Als er bijvoorbeeld een storting is van een miljoen pond, kan de software controleren waar dit exacte bedrag naartoe wordt overgemaakt – het heeft de mogelijkheid om alle combinaties van gerelateerde transacties die plaatsvinden te identificeren, zelfs als het geld is verdeeld over verschillende rekeningen en uitgaven.

De nieuwe software is meer dan drie keer effectiever dan huidige detectiemethoden en ook grotere hoeveelheden gegevens kan analyseren.
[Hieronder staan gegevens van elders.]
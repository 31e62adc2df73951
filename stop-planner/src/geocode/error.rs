//! Reverse-geocoding error types.

/// Errors from a jurisdiction lookup.
///
/// The planner never surfaces these to callers; the speed resolver turns
/// any of them into the `"Unknown"` jurisdiction.
#[derive(Debug, thiserror::Error)]
pub enum LookupError {
    /// HTTP request failed
    #[error("HTTP error: {0}")]
    Http(#[from] reqwest::Error),

    /// API returned an error status
    #[error("API error {status}: {message}")]
    Api { status: u16, message: String },

    /// Failed to parse response JSON
    #[error("JSON parse error: {message}")]
    Json { message: String },

    /// The service answered with an error message (e.g. open ocean)
    #[error("geocoder error: {0}")]
    Service(String),

    /// Response had no usable jurisdiction field
    #[error("response has no {0} field")]
    MissingField(&'static str),
}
Het Bureau van de Verenigde Naties voor drugs- en misdaadbestrijding (UNODC) schat dat jaarlijks tussen de twee en vijf procent van het wereldwijde BBP wordt witgewassen, ruwweg tussen de 632 miljard pond en meer dan 1,5 biljoen pond.

Open source software

Onderzoeker Loukides licht toe: “We hebben een optimale methode ontwikkeld die de best mogelijke oplossing kan vinden voor het detecteren van veelvoorkomende classificaties van smurfaanvallen over miljoenen hoeveelheden gegevens, gemiddeld 3,2 keer effectiever dan de state-of-the-art methoden die momenteel worden gebruikt. We zijn nu bezig om de tool verder te verbeteren, om een hogere snelheid te leveren dan conventionele benaderingen, maar met een nog hogere nauwkeurigheid.”

De software voor de nieuwe tool is open source en vrij toegankelijk. Omdat het kan worden gebruikt met veel grotere hoeveelheden gegevens dan conventionele detectiemethoden, kunnen de onderzoekers zeggen dat het grote hoeveelheden gegevens over lange perioden kan analyseren, filteren en een alarmsignaal afgeven om de bank aan te geven wanneer het verdachte activiteiten detecteert.

Meer dan alleen financiële activiteiten

De aanpak is getest met echte gegevens van een anonieme Tsjechische bank en met fictieve gevallen op basis van voorspellingen van veelvoorkomende patronen en activiteiten in echte witwaszaken. In beide gevallen konden de algoritmen alle verdachte transactiepatronen detecteren.

Onderzoekers zeggen dat de nieuwe tool ook een potentieel nut heeft buiten het detecteren van verdachte financiële activiteiten, omdat het marketingcampagnes zou kunnen optimaliseren door retailers in staat te stellen de meest winstgevende productbundels te vinden en te detecteren, waardoor de nauwkeurigheid van retailgegevens snel verbetert.